Was genau der Arbeitnehmer im Zusammenhang mit medizinischen Einschränkungen hinsichtlich des Tragens einer Mund-Nasen-Bedeckung dem Arbeitgeber offenbaren muss, lässt sich allerdings generalisierend nicht abschließend festlegen, sondern muss anhand der konkreten Anordnungen des Arbeitgebers, der jeweiligen Bedingungen am Arbeitsplatz, der jeweiligen Pandemiesituation, jeweils geltender Rechtsvorschriften zur Pandemie und der sich konkret für den Arbeitnehmer ergebenden Nachteile beurteilt werden.

 

Nach Auffassung des Autors muss ein Arbeitnehmer in diesem Zusammenhang gegenüber seinem Arbeitgeber nicht zwingend eine konkrete Diagnose offenlegen. 
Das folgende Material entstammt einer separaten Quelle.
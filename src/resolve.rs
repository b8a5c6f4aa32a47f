//! Merging per-file partial models and validating foreign keys.

use crate::builder::{Deferred, PartialModel};
use crate::diagnostics::{Category, Diagnostic};
use crate::model::{ForeignKey, SchemaModel, Table};
use std::collections::{HashMap, HashSet};

/// A merged model with the diagnostics merging produced.
#[derive(Debug, Clone, Default, PartialEq)]
pub struct Resolution {
    pub model: SchemaModel,
    pub diagnostics: Vec<Diagnostic>,
}

/// Combine partial models in the given (file) order, apply deferred
/// alterations, then resolve references.
pub fn merge(partials: Vec<PartialModel>) -> Resolution {
    let mut model = SchemaModel::default();
    let mut diagnostics = Vec::new();
    let mut deferred = Vec::new();
    let mut first_seen: HashMap<String, String> = HashMap::new();

    for partial in partials {
        for table in partial.tables {
            match first_seen.get(&table.name) {
                Some(first_file) => diagnostics.push(
                    Diagnostic::warning(
                        Category::DuplicateTable,
                        format!(
                            "table `{}` is already declared in {}",
                            table.name, first_file
                        ),
                    )
                    .with_table(&table.name)
                    .with_file(&table.source_file)
                    .with_hint("alterations apply to the first declaration only"),
                ),
                None => {
                    first_seen.insert(table.name.clone(), table.source_file.clone());
                }
            }
            model.tables.push(table);
        }
        model.enums.extend(partial.enums);
        model.sequences.extend(partial.sequences);
        deferred.extend(
            partial
                .deferred
                .into_iter()
                .map(|d| (partial.source_file.clone(), d)),
        );
    }

    for (file, alteration) in deferred {
        let Some(table) = model.tables.iter_mut().find(|t| t.name == alteration.table()) else {
            log::debug!(
                "{}: dropping alteration of unknown table `{}`",
                file,
                alteration.table()
            );
            continue;
        };
        match alteration {
            Deferred::ForeignKey { foreign_key, .. } => table.foreign_keys.push(foreign_key),
            Deferred::Index { index, .. } => table.indexes.push(index),
        }
    }

    diagnostics.extend(resolve_references(&mut model));
    diagnostics.extend(unverified_references(&model));

    log::info!(
        "merged {} tables, {} enums, {} sequences ({} diagnostics)",
        model.tables.len(),
        model.enums.len(),
        model.sequences.len(),
        diagnostics.len()
    );

    Resolution { model, diagnostics }
}

/// Drop foreign keys that point at missing tables or whose column counts
/// disagree, one warning per dropped key.
///
/// Running this on an already resolved model changes nothing.
pub fn resolve_references(model: &mut SchemaModel) -> Vec<Diagnostic> {
    let names: HashSet<String> = model.tables.iter().map(|t| t.name.clone()).collect();
    let mut diagnostics = Vec::new();

    for table in &mut model.tables {
        let mut kept = Vec::with_capacity(table.foreign_keys.len());
        for fk in std::mem::take(&mut table.foreign_keys) {
            if !names.contains(&fk.referenced_table) {
                log::warn!(
                    "{}: dropping foreign key {}({}) to unknown table `{}`",
                    table.source_file,
                    table.name,
                    fk.columns.join(", "),
                    fk.referenced_table
                );
                diagnostics.push(
                    fk_diagnostic(
                        table,
                        &fk,
                        Category::UnresolvedReference,
                        format!("references unknown table `{}`", fk.referenced_table),
                    )
                    .with_hint(format!(
                        "declare table `{}` or remove the reference",
                        fk.referenced_table
                    )),
                );
                clear_column_references(table, &fk);
            } else if fk.columns.is_empty() || fk.columns.len() != fk.referenced_columns.len() {
                log::warn!(
                    "{}: dropping foreign key {}({}) with mismatched column count",
                    table.source_file,
                    table.name,
                    fk.columns.join(", ")
                );
                diagnostics.push(fk_diagnostic(
                    table,
                    &fk,
                    Category::InvalidForeignKey,
                    format!(
                        "has {} columns but references {} columns of `{}`",
                        fk.columns.len(),
                        fk.referenced_columns.len(),
                        fk.referenced_table
                    ),
                ));
                clear_column_references(table, &fk);
            } else {
                kept.push(fk);
            }
        }
        table.foreign_keys = kept;

        for column in &mut table.columns {
            let dangling = column
                .references
                .as_ref()
                .is_some_and(|r| !names.contains(&r.table));
            if dangling {
                column.references = None;
            }
        }
    }

    diagnostics
}

fn fk_diagnostic(table: &Table, fk: &ForeignKey, category: Category, what: String) -> Diagnostic {
    let mut diagnostic = Diagnostic::warning(
        category,
        format!(
            "foreign key {}({}) {}; dropped",
            table.name,
            fk.columns.join(", "),
            what
        ),
    )
    .with_table(&table.name)
    .with_file(&table.source_file);
    if let [column] = fk.columns.as_slice() {
        diagnostic = diagnostic.with_column(column);
    }
    diagnostic
}

fn clear_column_references(table: &mut Table, fk: &ForeignKey) {
    for column in &mut table.columns {
        let matches = fk.columns.contains(&column.name)
            && column
                .references
                .as_ref()
                .is_some_and(|r| r.table == fk.referenced_table);
        if matches {
            column.references = None;
        }
    }
}

/// Foreign keys whose referenced columns are not all declared on the target.
fn unverified_references(model: &SchemaModel) -> Vec<Diagnostic> {
    let mut diagnostics = Vec::new();
    for (table, fk) in model.foreign_keys() {
        let Some(target) = model.table(&fk.referenced_table) else {
            continue;
        };
        let missing: Vec<&str> = fk
            .referenced_columns
            .iter()
            .filter(|c| target.column(c).is_none())
            .map(String::as_str)
            .collect();
        if missing.is_empty() {
            continue;
        }
        let mut diagnostic = Diagnostic::info(
            Category::UnverifiedReference,
            format!(
                "foreign key {}({}) references {}({}), which has no column {}",
                table.name,
                fk.columns.join(", "),
                target.name,
                fk.referenced_columns.join(", "),
                missing.join(", ")
            ),
        )
        .with_table(&table.name)
        .with_file(&table.source_file);
        if let [column] = fk.columns.as_slice() {
            diagnostic = diagnostic.with_column(column);
        }
        diagnostics.push(diagnostic);
    }
    diagnostics
}

#[cfg(test)]
mod tests {
    use super::*;
    use crate::builder::build_partial;
    use crate::diagnostics::Severity;
    use crate::sql::{StatementParser, TolerantParser};

    fn partial(file: &str, sql: &str) -> PartialModel {
        build_partial(file, TolerantParser.parse(sql).unwrap())
    }

    #[test]
    fn test_cross_file_foreign_key() {
        let res = merge(vec![
            partial("orders.sql", "CREATE TABLE orders (id INT PRIMARY KEY, user_id INT REFERENCES users(id));"),
            partial("users.sql", "CREATE TABLE users (id INT PRIMARY KEY);"),
        ]);
        assert!(res.diagnostics.is_empty());
        let orders = res.model.table("orders").unwrap();
        assert_eq!(orders.foreign_keys.len(), 1);
        assert_eq!(orders.foreign_keys[0].referenced_table, "users");
    }

    #[test]
    fn test_unknown_target_dropped_with_one_warning() {
        let res = merge(vec![partial(
            "orders.sql",
            "CREATE TABLE orders (
                id INT PRIMARY KEY,
                user_id INT REFERENCES users(id),
                FOREIGN KEY (user_id) REFERENCES accounts
            );",
        )]);
        let orders = res.model.table("orders").unwrap();
        assert!(orders.foreign_keys.is_empty());
        assert_eq!(orders.column("user_id").unwrap().references, None);
        assert_eq!(res.diagnostics.len(), 2);
        assert!(res.diagnostics.iter().all(|d| {
            d.category == Category::UnresolvedReference && d.severity == Severity::Warning
        }));
        assert_eq!(res.diagnostics[0].column.as_deref(), Some("user_id"));
        assert_eq!(res.diagnostics[0].file.as_deref(), Some("orders.sql"));
    }

    #[test]
    fn test_alteration_of_missing_table_is_silent() {
        let res = merge(vec![partial(
            "alter.sql",
            "ALTER TABLE ghosts ADD FOREIGN KEY (id) REFERENCES nowhere(id);
             CREATE INDEX ON ghosts (id);",
        )]);
        assert!(res.model.tables.is_empty());
        assert!(res.diagnostics.is_empty());
    }

    #[test]
    fn test_alteration_applies_to_first_duplicate() {
        let res = merge(vec![
            partial("a.sql", "CREATE TABLE t (id INT PRIMARY KEY, p INT);"),
            partial("b.sql", "CREATE TABLE t (id INT PRIMARY KEY, p INT); CREATE INDEX ON t (p);"),
        ]);
        assert_eq!(res.model.tables.len(), 2);
        assert_eq!(res.model.tables[0].indexes.len(), 1);
        assert!(res.model.tables[1].indexes.is_empty());
        assert_eq!(res.diagnostics.len(), 1);
        assert_eq!(res.diagnostics[0].category, Category::DuplicateTable);
        assert_eq!(res.diagnostics[0].file.as_deref(), Some("b.sql"));
    }

    #[test]
    fn test_mismatched_arity_dropped() {
        let res = merge(vec![partial(
            "t.sql",
            "CREATE TABLE a (x INT, y INT, PRIMARY KEY (x, y));
             CREATE TABLE b (x INT, FOREIGN KEY (x) REFERENCES a (x, y));",
        )]);
        assert!(res.model.table("b").unwrap().foreign_keys.is_empty());
        assert_eq!(res.diagnostics.len(), 1);
        assert_eq!(res.diagnostics[0].category, Category::InvalidForeignKey);
    }

    #[test]
    fn test_unverified_reference_is_info_and_kept() {
        let res = merge(vec![partial(
            "t.sql",
            "CREATE TABLE a (id INT PRIMARY KEY);
             CREATE TABLE b (a_id INT REFERENCES a (uuid));",
        )]);
        assert_eq!(res.model.table("b").unwrap().foreign_keys.len(), 1);
        assert_eq!(res.diagnostics.len(), 1);
        assert_eq!(res.diagnostics[0].severity, Severity::Info);
        assert_eq!(res.diagnostics[0].category, Category::UnverifiedReference);
    }

    #[test]
    fn test_resolution_is_idempotent() {
        let mut res = merge(vec![partial(
            "t.sql",
            "CREATE TABLE a (id INT PRIMARY KEY, b_id INT REFERENCES b (id), c_id INT REFERENCES c);
             CREATE TABLE b (id INT PRIMARY KEY);",
        )]);
        assert_eq!(res.diagnostics.len(), 1);
        let before = res.model.clone();
        assert!(resolve_references(&mut res.model).is_empty());
        assert_eq!(res.model, before);
    }
}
Ein Arbeitnehmer kann aber (und sollte im eigenen Interesse, wie der vorliegende Fall gezeigt hat) dem Arbeitgeber und – im Streitfall – dem Gericht auch ohne Offenlegung einer konkreten Krankheitsdiagnose jedenfalls so viel Informationen geben, dass diese die sich für den Arbeitnehmer konkret ergebenden Nachteile/Belastungen aus der Verpflichtung zum Tragen einer Maske oder eines Gesichtsvisieres nachvollziehen und im Rahmen einer Abwägung mit dem Infektionsschutz und unter Gleichbehandlungsgesichtspunkten bewerten können. So wäre es – um einmal ein spekulatives Beispiel zu geben – einem Arbeitnehmer bzw. seinem Arzt, wenn es um die Angaben in einem Attest geht, sicherlich möglich und wohl auch zumutbar, beispielsweise offenzulegen, wenn etwa aufgrund einer (ggfs. nicht näher dargelegten) Erkrankung eine Verminderung der Atemleistung gegeben wäre, so dass bei Tragen einer Alltagsmaske oder gar einer FFP 2-Maske die Atmung so behindert würde, dass der Arbeitnehmer dann nicht genug Luft bekäme. Dies könnte dann rechtfertigen, für diesen Arbeitnehmer zumindest auf eine Maske zu verzichten und ein die Atmung nicht oder jedenfalls weitaus weniger beeinträchtigendes Gesichtsvisier zu akzeptieren (wie dies allerdings in dem vom Arbeitsgericht Siegburg entschiedenen Fall der Arbeitgeber ja bereits getan und zugleich auf Flure und Gemeinschaftsräume beschränkt hatte, was aber dem Arbeitnehmer aus von ihm nicht genannten Gründen nicht genügte). Atteste, die ohne jede weiterführende medizinische Begründung oder Information zu den Nachteilen aus dem Tragen einer Maske lediglich die Behauptung aufstellen, dass der Patient keine Maske tragen könne oder von der Verpflichtung zum Tragen einer Maske befreit sei sind jedenfalls - wie das Urteil des Arbeitsgerichtes Siegburg zeigt - vom rechtlichen Standpunkt aus nicht viel wert.